Rédigé par Nicole Mari le Mercredi 27 Juillet 2016 à 21:59 | Modifié le Mercredi 27 Juillet 2016 - 23:16


« La Corse risque de devenir un sanctuaire pour gens riches ! ». C’est, en ces termes, que le principal acteur du tourisme social dans l’île, qui regroupe les sociétés Touristra, Campéole et la CCAS (Caisse centrale d’activités sociales des industries électrique et gazière), a exprimé, mercredi, dans son village de vacances de Taglio-Isolaccio, une inquiétude devant l'augmentation du coût du transport, notamment maritime, entre la Corse et le continent. L’année où l’on fête les 80 ans de la loi sur les congés payés alors même qu’un Français sur deux ne part pas en vacances, diverses menaces planent sur ce type de tourisme qui pèse plus de 50 millions € dans l’économie insulaire. En cause également, le nouveau programme d’aides au tourisme de la Collectivité territoriale (CTC) et la diminution, comme peau de chagrin, du fonds de 1% qui finance la CCAS. Explications, pour Corse Net Infos, d’Eric Marie de Ficquelmont, PDG de Touristra et de la Compagnie Internationale André Trigano (CIAT), suivies de celles de Pierre Guidicelli, président du Conseil d’administration de la CCAS.


Le village de vacances, Résidence des îles, situé sur la commune de Taglio-Isolaccio en Haute-Corse, géré par Touristra.
Le village de vacances, Résidence des îles, situé sur la commune de Taglio-Isolaccio en Haute-Corse, géré par Touristra.

Eric Marie de Ficquelmont, PDG de Touristra et de la Compagnie Internationale André Trigano (CIAT).
Eric Marie de Ficquelmont, PDG de Touristra et de la Compagnie Internationale André Trigano (CIAT).
Eric Marie de Ficquelmont : « La Corse risque de devenir un sanctuaire pour gens riches ! »
 
- Vous êtes très inquiet aujourd’hui. Pourquoi ?
- Pas inquiet, mais préoccupé. La Corse est, aujourd’hui, une destination touristique majeure, compte tenu de ce qui se passe en matière de géopolitique. Or, on a vu, en l’espace d’une année, les prix du transport considérablement augmenter. La population, qui vient dans nos centres et dans nos campings, appartient à une catégorie sociale pas très aisée, voire démunie.

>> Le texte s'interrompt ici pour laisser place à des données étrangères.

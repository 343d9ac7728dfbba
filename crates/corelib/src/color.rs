/// Linear RGBA color, components in `[0, 1]` by convention (not enforced).
#[derive(Clone, Copy, Debug, PartialEq)]
pub struct Rgba {
    pub r: f32,
    pub g: f32,
    pub b: f32,
    pub a: f32,
}

impl Rgba {
    /// Used for faces whose material cannot be resolved.
    pub const FALLBACK: Rgba = Rgba::new(0.0, 0.8, 0.0, 1.0);

    #[inline]
    pub const fn new(r: f32, g: f32, b: f32, a: f32) -> Self {
        Self { r, g, b, a }
    }

    /// Opaque color from a diffuse triple.
    #[inline]
    pub const fn opaque(r: f32, g: f32, b: f32) -> Self {
        Self::new(r, g, b, 1.0)
    }

    #[inline]
    pub const fn to_array(self) -> [f32; 4] {
        [self.r, self.g, self.b, self.a]
    }
}

impl Default for Rgba {
    fn default() -> Self {
        Self::FALLBACK
    }
}
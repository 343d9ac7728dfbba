//! Word scanner for the line-oriented OBJ/MTL grammars.

use crate::error::ScanError;

/// Characters that separate words. Parens and quotes are treated as blanks so
/// names written as `"foo"` or `(foo)` come out bare.
const DELIMITERS: [char; 5] = ['\t', ' ', '(', ')', '"'];

#[inline]
fn is_delimiter(c: char) -> bool {
    DELIMITERS.contains(&c)
}

/// Cursor over one line of text.
#[derive(Clone, Debug)]
pub struct Scanner<'a> {
    text: &'a str,
    cursor: usize,
}

impl<'a> Scanner<'a> {
    pub fn new(text: &'a str) -> Self {
        Self { text, cursor: 0 }
    }

    /// Next word, or `None` once only delimiters remain.
    pub fn next_word(&mut self) -> Option<&'a str> {
        let rest = self.text.get(self.cursor..)?;
        let start = rest.find(|c: char| !is_delimiter(c))?;
        let word_and_tail = &rest[start..];
        let len = word_and_tail
            .find(is_delimiter)
            .unwrap_or(word_and_tail.len());

        let word = &word_and_tail[..len];
        // step over the word and the single delimiter that ended it
        let mut consumed = self.cursor + start + len;
        if let Some(c) = word_and_tail[len..].chars().next() {
            consumed += c.len_utf8();
        }
        self.cursor = consumed;
        Some(word)
    }

    pub fn next_int(&mut self) -> Result<i32, ScanError> {
        parse_int(self.next_word().ok_or(ScanError::MissingToken)?)
    }

    pub fn next_float(&mut self) -> Result<f32, ScanError> {
        parse_float(self.next_word().ok_or(ScanError::MissingToken)?)
    }

    /// Reads `N` floats in a row; fails on the first missing or malformed one.
    pub fn next_floats<const N: usize>(&mut self) -> Result<[f32; N], ScanError> {
        let mut out = [0.0; N];
        for slot in out.iter_mut() {
            *slot = self.next_float()?;
        }
        Ok(out)
    }
}

pub fn parse_int(token: &str) -> Result<i32, ScanError> {
    token.parse().map_err(|_| ScanError::InvalidNumber {
        token: token.to_owned(),
    })
}

/// Finite floats only: `nan`, `inf` and `infinity` are rejected like any other
/// malformed token.
pub fn parse_float(token: &str) -> Result<f32, ScanError> {
    token
        .parse::<f32>()
        .ok()
        .filter(|f| f.is_finite())
        .ok_or_else(|| ScanError::InvalidNumber {
            token: token.to_owned(),
        })
}
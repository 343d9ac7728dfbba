//! Model -> flat per-corner buffers.

use corelib::{Rgba, Vec2, Vec3};

use crate::mesh::FlattenedMesh;
use crate::obj::ObjModel;

impl ObjModel {
    /// Color for a `usemtl` name: first material across all libraries whose name
    /// matches after trimming, else [`Rgba::FALLBACK`].
    pub fn find_color(&self, name: &str) -> Rgba {
        self.libraries
            .iter()
            .find_map(|lib| lib.find(name))
            .map(|m| m.color)
            .unwrap_or(Rgba::FALLBACK)
    }

    /// Emit every triangulated corner of every face, groups and faces in source
    /// order. Corners without `vt` get `(0, 0)`; corners without `vn` get the
    /// face normal.
    ///
    /// Call once [`ObjModel::is_ready`] holds; earlier calls resolve colors
    /// against whatever materials have arrived.
    pub fn flatten(&self) -> FlattenedMesh {
        if !self.is_ready() {
            log::warn!(
                "Flattening '{}' before all resources are ready ({} pending)",
                self.source,
                self.resources.pending()
            );
        }

        let total = self.corner_count();
        let mut mesh = FlattenedMesh::with_corners(total);
        let mut ii = 0usize;

        for group in &self.groups {
            for face in group.faces() {
                let tris = face.triangulate();
                let color = self.find_color(tris.material).to_array();

                for (k, corner) in tris.corners.iter().enumerate() {
                    mesh.indices[ii] = ii as u32;

                    let p = self
                        .positions
                        .get(corner.vertex)
                        .copied()
                        .unwrap_or(Vec3::ZERO);
                    p.write_to_slice(&mut mesh.positions[ii * 3..ii * 3 + 3]);

                    let bary = &mut mesh.barycentrics[ii * 3..ii * 3 + 3];
                    bary[k % 3] = 1.0;

                    let uv = corner
                        .texcoord
                        .and_then(|t| self.texcoords.get(t).copied())
                        .unwrap_or(Vec2::ZERO);
                    uv.write_to_slice(&mut mesh.texcoords[ii * 2..ii * 2 + 2]);

                    mesh.colors[ii * 4..ii * 4 + 4].copy_from_slice(&color);

                    let n = corner
                        .normal
                        .and_then(|n| self.normals.get(n).copied())
                        .unwrap_or(tris.normal);
                    n.write_to_slice(&mut mesh.normals[ii * 3..ii * 3 + 3]);

                    ii += 1;
                }
            }
        }

        log::info!(
            "Flattened '{}': {} corners, {} triangles (vertex count: {})",
            self.source,
            mesh.corner_count(),
            mesh.triangle_count(),
            self.vertex_count()
        );
        mesh
    }
}
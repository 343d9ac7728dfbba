//! Face normal synthesis and fan triangulation.
//!
//! Triangulation never touches the parsed [`Face`]; it yields a derived
//! [`Triangles`] list that the flattener consumes.

use corelib::{Vec3, geometry::triangle_normal};

use crate::obj::{Corner, Face};

/// Normal used when a face is too degenerate to compute one.
pub const DEFAULT_NORMAL: Vec3 = Vec3::Y;

/// Face normal from corners `(0, 1, 2)`, retrying `(1, 2, 3)` for polygons when the
/// first triple is degenerate, falling back to [`DEFAULT_NORMAL`]. `reverse` flips
/// whichever normal was chosen.
pub fn synthesize_normal(positions: &[Vec3], corners: &[Corner], reverse: bool) -> Vec3 {
    let normal_at = |start: usize| -> Option<Vec3> {
        let p = |k: usize| {
            corners
                .get(start + k)
                .and_then(|c| positions.get(c.vertex))
                .copied()
        };
        triangle_normal(p(0)?, p(1)?, p(2)?)
    };

    let mut normal = normal_at(0);
    if normal.is_none() && corners.len() >= 4 {
        normal = normal_at(1);
    }
    let normal = normal.unwrap_or_else(|| {
        log::debug!("Degenerate face, using default normal");
        DEFAULT_NORMAL
    });

    if reverse { -normal } else { normal }
}

/// Fan around corner 0: `(0, i, i + 1)` for `i in 1..n-1`. Triangles pass through
/// unchanged; fewer than three corners give an empty list.
pub fn fan(corners: &[Corner]) -> Vec<Corner> {
    if corners.len() < 3 {
        return Vec::new();
    }
    let mut out = Vec::with_capacity(fan_len(corners.len()));
    for i in 1..corners.len() - 1 {
        out.extend_from_slice(&[corners[0], corners[i], corners[i + 1]]);
    }
    out
}

/// Number of corners `fan` emits for a polygon of `n` corners.
#[inline]
pub const fn fan_len(n: usize) -> usize {
    if n < 3 { 0 } else { 3 * (n - 2) }
}

/// Triangle list derived from one face.
#[derive(Clone, Debug, PartialEq)]
pub struct Triangles<'a> {
    pub corners: Vec<Corner>,
    pub normal: Vec3,
    pub material: &'a str,
}

impl Face {
    pub fn triangulate(&self) -> Triangles<'_> {
        Triangles {
            corners: fan(self.corners()),
            normal: self.normal(),
            material: self.material(),
        }
    }
}
//! Material library (`.mtl`) parsing: diffuse colors and diffuse texture maps.

use corelib::Rgba;

use crate::error::ScanError;
use crate::readiness::RequestId;
use crate::report::{LineIssueKind, ParseReport};
use crate::scanner::Scanner;

#[derive(Clone, Debug, PartialEq)]
pub struct Material {
    pub name: String,
    pub color: Rgba,
}

impl Material {
    pub fn new(name: impl Into<String>, color: Rgba) -> Self {
        Self {
            name: name.into(),
            color,
        }
    }

    /// Name comparison used for `usemtl` lookups: exact, ignoring surrounding whitespace.
    pub fn matches(&self, name: &str) -> bool {
        self.name.trim() == name.trim()
    }
}

/// Result of parsing one library's text, before any texture is requested.
#[derive(Clone, Debug, Default, PartialEq)]
pub struct ParsedMtl {
    pub materials: Vec<Material>,
    /// `map_Kd` file names in order of appearance, unresolved.
    pub texture_files: Vec<String>,
    pub report: ParseReport,
}

/// Parse material library text. Never fails; problems land in the report.
pub fn parse_mtl(text: &str) -> ParsedMtl {
    let mut parsed = ParsedMtl::default();
    let mut pending_name: Option<String> = None;

    for (line_no, line) in text.lines().enumerate() {
        let mut sp = Scanner::new(line);
        let Some(command) = sp.next_word() else {
            continue;
        };
        if command.starts_with('#') {
            continue;
        }

        let outcome: Result<(), LineIssueKind> = match command {
            "newmtl" => sp
                .next_word()
                .map(|name| pending_name = Some(name.to_owned()))
                .ok_or_else(|| ScanError::MissingToken.into()),
            "Kd" => match pending_name.take() {
                None => Err(LineIssueKind::OrphanColor),
                Some(name) => match sp.next_floats::<3>() {
                    Ok([r, g, b]) => {
                        parsed.materials.push(Material::new(name, Rgba::opaque(r, g, b)));
                        Ok(())
                    }
                    Err(e) => {
                        pending_name = Some(name);
                        Err(e.into())
                    }
                },
            },
            "map_Kd" => sp
                .next_word()
                .map(|file| parsed.texture_files.push(file.to_owned()))
                .ok_or_else(|| ScanError::MissingToken.into()),
            _ => Err(LineIssueKind::Unsupported),
        };

        if let Err(kind) = outcome {
            parsed.report.push(line_no + 1, command, kind);
        }
    }

    parsed
}

/// One `mtllib` reference of a model and, once loaded, its materials.
#[derive(Clone, Debug)]
pub struct MaterialLibrary {
    pub request: RequestId,
    pub url: String,
    pub materials: Vec<Material>,
    /// Texture loads issued for this library's `map_Kd` lines.
    pub textures: Vec<RequestId>,
    pub report: ParseReport,
    ready: bool,
}

impl MaterialLibrary {
    pub(crate) fn pending(request: RequestId, url: String) -> Self {
        Self {
            request,
            url,
            materials: Vec::new(),
            textures: Vec::new(),
            report: ParseReport::default(),
            ready: false,
        }
    }

    /// `true` once the text was parsed or the file turned out to be absent.
    pub fn is_ready(&self) -> bool {
        self.ready
    }

    pub(crate) fn fill(&mut self, parsed: ParsedMtl, textures: Vec<RequestId>) {
        log::info!(
            "Material library '{}': {} material(s), {} texture(s)",
            self.url,
            parsed.materials.len(),
            textures.len()
        );
        self.materials = parsed.materials;
        self.report = parsed.report;
        self.textures = textures;
        self.ready = true;
    }

    pub(crate) fn mark_missing(&mut self) {
        log::warn!("Material library '{}' not found; no materials", self.url);
        self.ready = true;
    }

    pub fn find(&self, name: &str) -> Option<&Material> {
        self.materials.iter().find(|m| m.matches(name))
    }
}
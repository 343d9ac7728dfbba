//! Asset loading/parsers for Wavefront models.
//! OBJ text + material libraries -> flat per-corner buffers for the renderer.
//! Texture images are carried as decoded RGBA8 once their loads complete.

pub mod error;
pub mod flatten;
pub mod mesh;
pub mod mtl;
pub mod obj;
pub mod readiness;
pub mod report;
pub mod scanner;
pub mod texture;
pub mod triangulate;

pub use error::{FaceError, ObjError, ObjResult, ScanError};
pub use mesh::{Attribute, FlattenedMesh};
pub use mtl::{Material, MaterialLibrary};
pub use obj::{Corner, Face, Group, ObjModel, ParseOptions};
pub use readiness::{Completion, LoadRequest, RequestId, ResourceKind, ResourceState};
pub use report::{LineIssue, LineIssueKind, ParseReport};
pub use texture::TextureData;
//! Per-model table of auxiliary loads (material libraries, texture images).
//!
//! The parser records a [`LoadRequest`] for every `mtllib`/`map_Kd` it meets. A
//! collaborator drains the requests with [`ResourceTracker::take_requests`],
//! performs the fetch however it likes, and reports back by [`RequestId`]. The
//! model is renderable once no record is left pending.

use crate::texture::TextureData;

/// Stable handle for one load request, unique within its model.
#[derive(Clone, Copy, Debug, PartialEq, Eq, Hash, PartialOrd, Ord)]
pub struct RequestId(pub u32);

#[derive(Clone, Copy, Debug, PartialEq, Eq)]
pub enum ResourceKind {
    MaterialLibrary,
    Texture,
}

#[derive(Clone, Copy, Debug, PartialEq, Eq)]
pub enum ResourceState {
    Pending,
    Ready,
    /// Fetch or decode failed. Settled, but carries no data.
    Missing,
}

/// What the collaborator hands back for a finished request.
#[derive(Debug)]
pub enum Completion {
    /// Material library text.
    Text(String),
    /// Decoded texture image.
    Image(TextureData),
    /// Not found or unreadable.
    Missing,
}

/// Work item for the fetch collaborator.
#[derive(Clone, Debug, PartialEq, Eq)]
pub struct LoadRequest {
    pub id: RequestId,
    pub kind: ResourceKind,
    pub url: String,
}

#[derive(Debug)]
pub struct ResourceRecord {
    pub kind: ResourceKind,
    pub url: String,
    pub state: ResourceState,
    /// Decoded image, set once a texture record becomes ready.
    pub texture: Option<TextureData>,
}

#[derive(Debug, Default)]
pub struct ResourceTracker {
    records: Vec<ResourceRecord>,
    outbox: Vec<LoadRequest>,
}

impl ResourceTracker {
    pub fn new() -> Self {
        Self::default()
    }

    /// Registers a pending load and queues it for the collaborator.
    pub fn request(&mut self, kind: ResourceKind, url: String) -> RequestId {
        let id = RequestId(self.records.len() as u32);
        log::debug!("Load request {:?}: {:?} '{}'", id, kind, url);
        self.outbox.push(LoadRequest {
            id,
            kind,
            url: url.clone(),
        });
        self.records.push(ResourceRecord {
            kind,
            url,
            state: ResourceState::Pending,
            texture: None,
        });
        id
    }

    /// Requests queued since the last call.
    pub fn take_requests(&mut self) -> Vec<LoadRequest> {
        std::mem::take(&mut self.outbox)
    }

    pub fn get(&self, id: RequestId) -> Option<&ResourceRecord> {
        self.records.get(id.0 as usize)
    }

    pub(crate) fn get_mut(&mut self, id: RequestId) -> Option<&mut ResourceRecord> {
        self.records.get_mut(id.0 as usize)
    }

    pub fn records(&self) -> impl Iterator<Item = (RequestId, &ResourceRecord)> {
        self.records
            .iter()
            .enumerate()
            .map(|(i, r)| (RequestId(i as u32), r))
    }

    /// `true` when no record of `kind` is still pending.
    pub fn settled(&self, kind: ResourceKind) -> bool {
        self.records
            .iter()
            .filter(|r| r.kind == kind)
            .all(|r| r.state != ResourceState::Pending)
    }

    pub fn pending(&self) -> usize {
        self.records
            .iter()
            .filter(|r| r.state == ResourceState::Pending)
            .count()
    }
}

#[cfg(test)]
mod tests {
    use super::*;

    #[test]
    fn ids_are_sequential_and_requests_drain_once() {
        let mut tracker = ResourceTracker::new();
        let a = tracker.request(ResourceKind::MaterialLibrary, "a.mtl".into());
        let b = tracker.request(ResourceKind::Texture, "b.png".into());
        assert_eq!((a, b), (RequestId(0), RequestId(1)));

        let reqs = tracker.take_requests();
        assert_eq!(reqs.len(), 2);
        assert_eq!(reqs[1].url, "b.png");
        assert!(tracker.take_requests().is_empty());
    }

    #[test]
    fn settled_per_kind() {
        let mut tracker = ResourceTracker::new();
        assert!(tracker.settled(ResourceKind::Texture));

        let lib = tracker.request(ResourceKind::MaterialLibrary, "a.mtl".into());
        let tex = tracker.request(ResourceKind::Texture, "b.png".into());
        assert_eq!(tracker.pending(), 2);

        if let Some(r) = tracker.get_mut(lib) {
            r.state = ResourceState::Missing;
        }
        assert!(tracker.settled(ResourceKind::MaterialLibrary));
        assert!(!tracker.settled(ResourceKind::Texture));

        if let Some(r) = tracker.get_mut(tex) {
            r.state = ResourceState::Ready;
        }
        assert!(tracker.settled(ResourceKind::Texture));
        assert_eq!(tracker.pending(), 0);
    }
}
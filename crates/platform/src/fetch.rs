//! Blocking fetch backends. The session calls these from worker threads.

use std::{
    collections::HashMap,
    io,
    path::{Path, PathBuf},
};

use anyhow::Result;

/// Source of file contents addressed by the URL/path strings the parser produces.
pub trait Fetcher: Send + Sync + 'static {
    /// `Ok(None)` when the resource does not exist; `Err` for any other failure.
    fn fetch(&self, url: &str) -> Result<Option<Vec<u8>>>;
}

/// Reads from the local file system, optionally below a root directory.
#[derive(Clone, Debug, Default)]
pub struct FsFetcher {
    root: Option<PathBuf>,
}

impl FsFetcher {
    pub fn new() -> Self {
        Self::default()
    }

    pub fn with_root(root: impl Into<PathBuf>) -> Self {
        Self {
            root: Some(root.into()),
        }
    }

    fn path_for(&self, url: &str) -> PathBuf {
        match &self.root {
            Some(root) => root.join(url),
            None => Path::new(url).to_path_buf(),
        }
    }
}

impl Fetcher for FsFetcher {
    fn fetch(&self, url: &str) -> Result<Option<Vec<u8>>> {
        let path = self.path_for(url);
        match std::fs::read(&path) {
            Ok(bytes) => {
                log::debug!("Read {} bytes from {}", bytes.len(), path.display());
                Ok(Some(bytes))
            }
            Err(e) if e.kind() == io::ErrorKind::NotFound => Ok(None),
            Err(e) => Err(anyhow::Error::new(e).context(format!("Failed to read {}", path.display()))),
        }
    }
}

/// In-memory files, keyed by exact URL.
#[derive(Clone, Debug, Default)]
pub struct MemoryFetcher {
    files: HashMap<String, Vec<u8>>,
}

impl MemoryFetcher {
    pub fn new() -> Self {
        Self::default()
    }

    pub fn with(mut self, url: impl Into<String>, contents: impl Into<Vec<u8>>) -> Self {
        self.insert(url, contents);
        self
    }

    pub fn insert(&mut self, url: impl Into<String>, contents: impl Into<Vec<u8>>) {
        self.files.insert(url.into(), contents.into());
    }
}

impl Fetcher for MemoryFetcher {
    fn fetch(&self, url: &str) -> Result<Option<Vec<u8>>> {
        Ok(self.files.get(url).cloned())
    }
}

Si elle doit dépenser énormément d’argent pour venir du continent en Corse, elle ne viendra plus ! Nous avons l’ambition très forte de rénover, à la fois, nos campings et nos villages de vacances dans l’île. Mais, si nous n’arrivons plus à faire venir cette population parce qu’il n’y a pas d’accord, comme c’est le cas actuellement, avec les transporteurs, notamment maritimes, c’est très inquiétant pour l’avenir !
 
- N’avez-vous pas négocié des accords tarifaires avec les compagnies maritimes ?
- Les accords tarifaires, que nous avions avec la SNCM, n’ont rien à voir avec ceux d’aujourd’hui ! L’an dernier, nos accords allaient jusqu’à moins - 40% des tarifs pour cette période, à savoir 50 € par personne sans voiture. Aujourd’hui, on atteint péniblement -15%. Ce qui posera de réelles difficultés, à terme, si on continue dans ce sens-là. Nous devons travailler à une vraie continuité territoriale accessible à tous sinon la Corse risque de devenir un sanctuaire pour gens riches et non pas pour tous publics comme nous le prônons dans notre activité.
 
- Avez-vous des accords dans l’aérien avec les compagnies, notamment low cost ?
- Non ! Nous avons, d’abord, essayé de négocier avec Air France et Air Corsica. Nous sommes, aujourd’hui, en pleine discussion avec diverses compagnies sachant qu’il y a un certain nombre de compagnies low cost qui partent de province et arrivent ici. Notre volonté est d’avoir une réflexion globale pour permettre à notre clientèle de venir plus aisément.
 
- Que ferez-vous en l’absence d’accord avec la nouvelle compagnie maritime ?
- Nous sommes au début des négociations, nous trouverons des solutions. Mais, notre inquiétude est forte. Il ne faut pas seulement regarder l’économie pure et simple, mais l’intérêt bien compris des uns et des autres. Les tarifs des transports sont prohibitifs. De plus, l’argent dépensé dans le transport ne le sera pas dans l’économie locale.
 
- Une autre de vos inquiétudes porte sur les nouvelles aides au tourisme qui seront débattues, jeudi, à l’Assemblée de Corse. Que leur reprochez-vous ?
- Je crains qu’on isole encore un peu plus la Corse en ne ciblant que les entreprises de tourisme qui ont leur siège social en Corse. Ce que nous représentons, que ce soit Touristra, Campéole et la CCAS, dont les sièges sociaux sont sur le continent, sera exclu de tout accompagnement, de quel ordre que ce soit, de la part de l’Assemblée de Corse.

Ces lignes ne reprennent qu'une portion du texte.